As crianças precisam de tempo com a família.


O professor Gatto alerta: "O tempo das crianças é completamente devorado pela escola e pela televisão. Isso destruiu a família norte-americana". As crianças educadas em casa têm consciência de que o convívio com a família é um dos maiores benefícios dessa vivência. Do mesmo modo que presenciei os primeiros passos e as primeiras palavras do meu filho, também tive a honra de partilhar o mundo das suas ideias. Aprendi mais sobre a vida, a aprendizagem e o amor durante os anos que passei com ele do que poderia ter aprendido de outra fonte.

O estresse interfere com a aprendizagem.

Einstein escreveu: "É um erro gravíssimo acreditar-se que o prazer de observar e pesquisar pode ser desenvolvido através da coerção". Quando, no processo de aprender a andar, um menino de 1 ano cai, dizemos: "Muito bem!!" Os pais mais atentos não dizem: "Um bébé da tua idade já devia saber andar! Quero ver-te a andar antes da próxima sexta-feira!"

A maioria dos pais compreende que é difícil aprender seja o que for quando somos pressionados, ameaçados e nos dão más notas. John Holt alerta que "quando sentimos medo ou ansiedade ficamos bloqueados e até incapazes de pensar e de agir ... quando amedrontamos as crianças, bloqueamos totalmente a sua aprendizagem".

Enquanto as crianças mais pequenas nos ensinam imenso sobre o processo de aprendizagem, as escolas adoptam princípios muito diferentes, devido às dificuldades de se ensinar quantidades enormes de crianças da mesma idade num ambiente coercivo. A estrutura da escola (frequência obrigatória, matérias e livros escolhidos pela escola e frequentes avaliações do desempenho das crianças) parte da premissa de que as crianças não aprendem naturalmente e que precisam de ser ensinadas à força.
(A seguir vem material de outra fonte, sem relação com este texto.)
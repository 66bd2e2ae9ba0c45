use std::fmt;

// ============================================================================
// Pointer Paths
// ============================================================================
//
// A pointer is `/`-separated with `~1` and `~0` escapes. Parsing only splits
// and unescapes; whether a token names a member or a sequence position is
// decided at resolution time, against the node the token is applied to.
//
// ============================================================================

/// A decoded path token
#[derive(Debug, Clone, PartialEq, Eq)]
pub struct Step(String);

/// How a step addresses a sequence
#[derive(Debug, Clone, Copy, PartialEq, Eq)]
pub enum Position {
    At(usize),
    /// One past the last element (`-`)
    Append,
}

impl Step {
    pub fn new(token: impl Into<String>) -> Self {
        Self(token.into())
    }

    pub fn as_str(&self) -> &str {
        &self.0
    }

    /// Interpret the step as a sequence position.
    ///
    /// Only plain digit runs and `-` qualify; signs, whitespace and other
    /// tokens (identifiers, ids) do not.
    pub fn position(&self) -> Option<Position> {
        if self.0 == "-" {
            return Some(Position::Append);
        }
        if self.0.is_empty() || !self.0.bytes().all(|b| b.is_ascii_digit()) {
            return None;
        }
        self.0.parse().ok().map(Position::At)
    }
}

impl fmt::Display for Step {
    fn fmt(&self, f: &mut fmt::Formatter<'_>) -> fmt::Result {
        f.write_str(&self.0)
    }
}

/// A parsed pointer
#[derive(Debug, Clone, PartialEq, Eq, Default)]
pub struct Pointer {
    raw: String,
    steps: Vec<Step>,
}

/// Syntax errors found while splitting a pointer
#[derive(Debug, Clone, PartialEq, Eq, thiserror::Error)]
pub enum PointerSyntaxError {
    #[error("pointer must be empty or start with '/': {0:?}")]
    MissingLeadingSlash(String),

    #[error("invalid escape sequence in pointer segment {0:?}")]
    InvalidEscape(String),
}

impl Pointer {
    pub fn parse(raw: &str) -> Result<Self, PointerSyntaxError> {
        if raw.is_empty() {
            return Ok(Self::default());
        }

        let Some(rest) = raw.strip_prefix('/') else {
            return Err(PointerSyntaxError::MissingLeadingSlash(raw.to_string()));
        };

        let steps = rest
            .split('/')
            .map(unescape)
            .collect::<Result<Vec<_>, _>>()?;

        Ok(Self {
            raw: raw.to_string(),
            steps,
        })
    }

    pub fn steps(&self) -> &[Step] {
        &self.steps
    }

    pub fn is_root(&self) -> bool {
        self.steps.is_empty()
    }

    pub fn as_str(&self) -> &str {
        &self.raw
    }

    /// Split into parent steps and the final step
    pub fn split_last(&self) -> Option<(&Step, &[Step])> {
        self.steps.split_last()
    }
}

impl fmt::Display for Pointer {
    fn fmt(&self, f: &mut fmt::Formatter<'_>) -> fmt::Result {
        f.write_str(&self.raw)
    }
}

fn unescape(segment: &str) -> Result<Step, PointerSyntaxError> {
    let mut decoded = String::with_capacity(segment.len());
    let mut chars = segment.chars();

    while let Some(c) = chars.next() {
        if c != '~' {
            decoded.push(c);
            continue;
        }
        match chars.next() {
            Some('0') => decoded.push('~'),
            Some('1') => decoded.push('/'),
            _ => return Err(PointerSyntaxError::InvalidEscape(segment.to_string())),
        }
    }

    Ok(Step(decoded))
}

// ============================================================================
// Unit Tests
// ============================================================================

#[cfg(test)]
mod tests {
    use super::*;
    use rstest::rstest;

    fn tokens(raw: &str) -> Vec<String> {
        Pointer::parse(raw)
            .unwrap()
            .steps()
            .iter()
            .map(|s| s.as_str().to_string())
            .collect()
    }

    #[test]
    fn test_parse_member_and_index_tokens() {
        assert_eq!(tokens("/rooms/0/name"), vec!["rooms", "0", "name"]);
        assert_eq!(tokens("/address/street"), vec!["address", "street"]);
    }

    #[test]
    fn test_empty_pointer_is_root() {
        let pointer = Pointer::parse("").unwrap();
        assert!(pointer.is_root());
        assert!(pointer.split_last().is_none());
    }

    #[test]
    fn test_escapes_are_decoded() {
        assert_eq!(tokens("/a~1b/c~0d"), vec!["a/b", "c~d"]);
        // `~01` decodes to `~1`, not `/`
        assert_eq!(tokens("/~01"), vec!["~1"]);
    }

    #[test]
    fn test_trailing_slash_yields_empty_token() {
        assert_eq!(tokens("/rooms/"), vec!["rooms", ""]);
    }

    #[rstest]
    #[case("address/street")]
    #[case("~1rooms")]
    fn test_missing_leading_slash_rejected(#[case] raw: &str) {
        assert!(matches!(
            Pointer::parse(raw),
            Err(PointerSyntaxError::MissingLeadingSlash(_))
        ));
    }

    #[rstest]
    #[case("/a~2b")]
    #[case("/trailing~")]
    fn test_invalid_escape_rejected(#[case] raw: &str) {
        assert!(matches!(
            Pointer::parse(raw),
            Err(PointerSyntaxError::InvalidEscape(_))
        ));
    }

    #[rstest]
    #[case("0", Some(Position::At(0)))]
    #[case("12", Some(Position::At(12)))]
    #[case("-", Some(Position::Append))]
    #[case("+1", None)]
    #[case("-1", None)]
    #[case("", None)]
    #[case("name", None)]
    #[case("b6a448f4-4b77-4591-9530-d145b770a2e6", None)]
    fn test_step_position(#[case] token: &str, #[case] expected: Option<Position>) {
        assert_eq!(Step::new(token).position(), expected);
    }
}
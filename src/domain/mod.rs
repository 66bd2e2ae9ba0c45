// ============================================================================
// Domain Layer - Business Logic
// ============================================================================
//
// Each aggregate has its own subdirectory with:
// - Value objects
// - Commands and documents
// - Errors
// - Aggregate implementation
// - Use case service
//
// ============================================================================

pub mod house;
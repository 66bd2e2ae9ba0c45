// ============================================================================
// Patch Application Engine
// ============================================================================
//
// Apply: operations → working copy → (all applied | first failure)
//
// The engine never touches the caller's projection. It clones it, applies
// operations strictly in document order and returns the working copy only if
// every operation succeeded. There is no pre-validation pass.
//
// ============================================================================

mod executor;
mod resolver;

pub use resolver::{resolve, Location};

use crate::patch::core::{Composite, OperationRecord, PatchError};

/// Stateless patch engine
#[derive(Debug, Default, Clone, Copy)]
pub struct PatchEngine;

impl PatchEngine {
    pub fn new() -> Self {
        Self
    }

    /// Apply `operations` to a copy of `projection`
    pub fn apply<P>(&self, operations: &[OperationRecord], projection: &P) -> Result<P, PatchError>
    where
        P: Composite + Clone,
    {
        let mut working = projection.clone();

        for (index, record) in operations.iter().enumerate() {
            match executor::execute(&mut working, index, record) {
                Ok(kind) => {
                    tracing::debug!(
                        index = index,
                        op = %kind,
                        path = %record.path,
                        "Applied patch operation"
                    );
                }
                Err(error) => {
                    tracing::warn!(
                        index = index,
                        op = %record.op,
                        path = %error.path,
                        kind = %error.kind,
                        error = %error.source,
                        "Patch operation failed, discarding working copy"
                    );
                    return Err(error);
                }
            }
        }

        Ok(working)
    }
}

// ============================================================================
// Unit Tests
// ============================================================================
// ============================================================================
// Patch Infrastructure
// ============================================================================
//
// Generic, reusable patch application. Domain-specific projections live in
// src/domain/.
//
// ============================================================================

mod core;
mod engine;

pub use self::core::*;
pub use self::engine::*;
Ninguém precisa dessa estrutura. O sucesso da aprendizagem autónoma (crianças educadas em casa superam as que frequentam escola em termos de desempenho acadêmico, socialização, confiança e auto-estima) prova que os métodos padronizados inibem tanto a aprendizagem como o desenvolvimento pessoal.
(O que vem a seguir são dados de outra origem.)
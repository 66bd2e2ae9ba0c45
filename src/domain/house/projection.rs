use serde::{Deserialize, Serialize};
use uuid::Uuid;

use crate::patch::{
    coerce_composite, composite_to_value, CoercionError, Composite, FieldType, Member, NodeMut,
    PatchValue, Shape,
};

use super::aggregate::House;
use super::value_objects::{Address, Room};

// ============================================================================
// Patchable Projection
// ============================================================================
//
// The shape a patch document is applied to. Identities are not part of it:
// rooms are addressed by position only, and the address id is restored from
// the aggregate during merge.
//
// House → HousePatch → (engine) → HousePatch → merge_into(House)
//
// ============================================================================

#[derive(Debug, Clone, Default, PartialEq, Serialize, Deserialize)]
#[serde(rename_all = "camelCase")]
pub struct HousePatch {
    pub name: Option<String>,
    pub color: Option<String>,
    pub area: f64,
    pub address: Option<AddressPatch>,
    pub rooms: Vec<RoomPatch>,
}

#[derive(Debug, Clone, Default, PartialEq, Serialize, Deserialize)]
#[serde(rename_all = "camelCase")]
pub struct AddressPatch {
    pub street: Option<String>,
    pub house_number: Option<String>,
    pub flat_number: Option<String>,
    pub city: Option<String>,
    pub country: Option<String>,
}

#[derive(Debug, Clone, Default, PartialEq, Serialize, Deserialize)]
#[serde(rename_all = "camelCase")]
pub struct RoomPatch {
    pub name: Option<String>,
    pub color: Option<String>,
    pub area: f64,
}

// ============================================================================
// Member Lookup Tables
// ============================================================================

impl Composite for HousePatch {
    fn type_label(&self) -> &'static str {
        "House"
    }

    fn member_names(&self) -> &'static [&'static str] {
        &["name", "color", "area", "address", "rooms"]
    }

    fn member(&self, name: &str) -> Option<&dyn Member> {
        match name.to_ascii_lowercase().as_str() {
            "name" => Some(&self.name),
            "color" => Some(&self.color),
            "area" => Some(&self.area),
            "address" => Some(&self.address),
            "rooms" => Some(&self.rooms),
            _ => None,
        }
    }

    fn member_mut(&mut self, name: &str) -> Option<&mut dyn Member> {
        match name.to_ascii_lowercase().as_str() {
            "name" => Some(&mut self.name),
            "color" => Some(&mut self.color),
            "area" => Some(&mut self.area),
            "address" => Some(&mut self.address),
            "rooms" => Some(&mut self.rooms),
            _ => None,
        }
    }
}

impl Composite for AddressPatch {
    fn type_label(&self) -> &'static str {
        "Address"
    }

    fn member_names(&self) -> &'static [&'static str] {
        &["street", "houseNumber", "flatNumber", "city", "country"]
    }

    fn member(&self, name: &str) -> Option<&dyn Member> {
        match name.to_ascii_lowercase().as_str() {
            "street" => Some(&self.street),
            "housenumber" => Some(&self.house_number),
            "flatnumber" => Some(&self.flat_number),
            "city" => Some(&self.city),
            "country" => Some(&self.country),
            _ => None,
        }
    }

    fn member_mut(&mut self, name: &str) -> Option<&mut dyn Member> {
        match name.to_ascii_lowercase().as_str() {
            "street" => Some(&mut self.street),
            "housenumber" => Some(&mut self.house_number),
            "flatnumber" => Some(&mut self.flat_number),
            "city" => Some(&mut self.city),
            "country" => Some(&mut self.country),
            _ => None,
        }
    }
}

impl Composite for RoomPatch {
    fn type_label(&self) -> &'static str {
        "Room"
    }

    fn member_names(&self) -> &'static [&'static str] {
        &["name", "color", "area"]
    }

    fn member(&self, name: &str) -> Option<&dyn Member> {
        match name.to_ascii_lowercase().as_str() {
            "name" => Some(&self.name),
            "color" => Some(&self.color),
            "area" => Some(&self.area),
            _ => None,
        }
    }

    fn member_mut(&mut self, name: &str) -> Option<&mut dyn Member> {
        match name.to_ascii_lowercase().as_str() {
            "name" => Some(&mut self.name),
            "color" => Some(&mut self.color),
            "area" => Some(&mut self.area),
            _ => None,
        }
    }
}

// Nested composites are members of their parent, so they are field types too

impl FieldType for AddressPatch {
    const TYPE_NAME: &'static str = "Address";
    const SHAPE: Shape = Shape::Composite;

    fn to_value(&self) -> PatchValue {
        composite_to_value(self)
    }

    fn coerce(value: &PatchValue) -> Result<Self, CoercionError> {
        coerce_composite(value, Self::TYPE_NAME)
    }

    fn neutral() -> Self {
        Self::default()
    }

    fn descend(&mut self) -> Option<NodeMut<'_>> {
        Some(NodeMut::Composite(self))
    }
}

impl FieldType for RoomPatch {
    const TYPE_NAME: &'static str = "Room";
    const SHAPE: Shape = Shape::Composite;

    fn to_value(&self) -> PatchValue {
        composite_to_value(self)
    }

    fn coerce(value: &PatchValue) -> Result<Self, CoercionError> {
        coerce_composite(value, Self::TYPE_NAME)
    }

    fn neutral() -> Self {
        Self::default()
    }

    fn descend(&mut self) -> Option<NodeMut<'_>> {
        Some(NodeMut::Composite(self))
    }
}

// ============================================================================
// Aggregate ⇄ Projection
// ============================================================================

impl From<&House> for HousePatch {
    fn from(house: &House) -> Self {
        Self {
            name: Some(house.name.clone()),
            color: Some(house.color.clone()),
            area: house.area,
            address: house.address.as_ref().map(AddressPatch::from),
            rooms: house.rooms.iter().map(RoomPatch::from).collect(),
        }
    }
}

impl From<&Address> for AddressPatch {
    fn from(address: &Address) -> Self {
        Self {
            street: Some(address.street.clone()),
            house_number: Some(address.house_number.clone()),
            flat_number: address.flat_number.clone(),
            city: Some(address.city.clone()),
            country: Some(address.country.clone()),
        }
    }
}

impl From<&Room> for RoomPatch {
    fn from(room: &Room) -> Self {
        Self {
            name: Some(room.name.clone()),
            color: Some(room.color.clone()),
            area: room.area,
        }
    }
}

impl HousePatch {
    /// Write the patched state back onto `house`, field by field.
    ///
    /// The house id never changes. An address that survives keeps its id and
    /// a newly added one gets a fresh id. Rooms are merged by position: ids of
    /// existing positions are kept, appended rooms get fresh ids and surplus
    /// rooms are dropped.
    pub fn merge_into(self, house: &mut House) {
        house.name = self.name.unwrap_or_default();
        house.color = self.color.unwrap_or_default();
        house.area = self.area;

        let address_id = house.address.as_ref().map(|a| a.id);
        house.address = self
            .address
            .map(|patch| patch.into_address(address_id.unwrap_or_else(Uuid::new_v4)));

        let existing: Vec<Uuid> = house.rooms.iter().map(|r| r.id).collect();
        house.rooms = self
            .rooms
            .into_iter()
            .enumerate()
            .map(|(position, patch)| {
                let id = existing.get(position).copied().unwrap_or_else(Uuid::new_v4);
                patch.into_room(id)
            })
            .collect();
    }
}

impl AddressPatch {
    fn into_address(self, id: Uuid) -> Address {
        Address {
            id,
            street: self.street.unwrap_or_default(),
            house_number: self.house_number.unwrap_or_default(),
            flat_number: self.flat_number,
            city: self.city.unwrap_or_default(),
            country: self.country.unwrap_or_default(),
        }
    }
}

impl RoomPatch {
    fn into_room(self, id: Uuid) -> Room {
        Room {
            id,
            name: self.name.unwrap_or_default(),
            color: self.color.unwrap_or_default(),
            area: self.area,
        }
    }
}

// ============================================================================
// Unit Tests
// ============================================================================
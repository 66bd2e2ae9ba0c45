// ============================================================================
// Patch Core - Generic Building Blocks
// ============================================================================
//
// Values, pointers, operations, errors and the node model. Nothing in here
// knows about houses; any projection implementing `Composite` can be patched.
//
// ============================================================================

pub mod error;
pub mod node;
pub mod operation;
pub mod path;
pub mod value;

// Re-export core types for convenience
pub use error::{ApplyFailure, PatchError, PatchErrorKind};
pub use node::{
    coerce_composite, composite_to_value, CoercionError, Composite, FieldType, Member, NodeMut,
    Sequence, Shape,
};
pub use operation::{OperationKind, OperationRecord, PatchDocument, UnknownOperationKind};
pub use path::{Pointer, PointerSyntaxError, Position, Step};
pub use value::PatchValue;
O ensino doméstico é uma tentativa de seguir os princípios da aprendizagem natural e de ajudar a preservar a curiosidade, o entusiasmo e o amor de aprender que todas as crianças possuem.

A aprendizagem autónoma é, nas palavras de Holt, uma questão de fé. "A fé que somos, por natureza, animais que aprendem. As borboletas voam, os peixes nadam, os seres humanos pensam e aprendem. Nós não precisamos de motivar as crianças a aprender através de subornos, elogios e castigos. Não precisamos de continuar a esmiuçar as suas mentes para nos certificarmos de que estão a aprender. Precisamos apenas de lhes dar a ajuda e a orientação que nos pedem, de ouvi-las atentamente quando querem falar e depois deixá-las à vontade. Podemos confiar que elas farão o resto".

1 comentário:

Pollyanna Souza disse...

oi, Paula! tudo bem? este ano comecei a escrever um blog sobre aprendizado e gostaria muito de publicar este texto lá. eu poderia fazê-lo, alterando apenas algumas coisas em sua tradução para que fique mais claro para os brasileiros?